(Data items)
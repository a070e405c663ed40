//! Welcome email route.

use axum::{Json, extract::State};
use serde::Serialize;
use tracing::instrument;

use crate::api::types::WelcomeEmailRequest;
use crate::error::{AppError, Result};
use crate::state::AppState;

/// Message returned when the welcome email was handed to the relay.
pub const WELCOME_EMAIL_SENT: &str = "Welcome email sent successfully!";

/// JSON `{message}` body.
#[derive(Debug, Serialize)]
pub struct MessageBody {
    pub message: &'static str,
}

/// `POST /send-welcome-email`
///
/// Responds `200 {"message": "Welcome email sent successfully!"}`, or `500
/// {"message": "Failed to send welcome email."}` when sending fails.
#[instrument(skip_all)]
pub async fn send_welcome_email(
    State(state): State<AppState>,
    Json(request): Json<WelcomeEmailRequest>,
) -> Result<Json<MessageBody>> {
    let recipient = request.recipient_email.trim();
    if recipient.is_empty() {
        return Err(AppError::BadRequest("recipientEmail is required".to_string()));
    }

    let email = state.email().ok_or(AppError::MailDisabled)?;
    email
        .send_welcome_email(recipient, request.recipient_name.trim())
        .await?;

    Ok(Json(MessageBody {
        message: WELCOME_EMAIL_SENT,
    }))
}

* [Assignment] Please retype the top of the data exactly, down to and including the line that holds "use crate::state::AppState;", and nothing further.

* [Output below]
repository a070e405c663ed40
//! Welcome email route.

use axum::{Json, extract::State};
use serde::Serialize;
use tracing::instrument;

use crate::api::types::WelcomeEmailRequest;
use crate::error::{AppError, Result};
use crate::state::AppState;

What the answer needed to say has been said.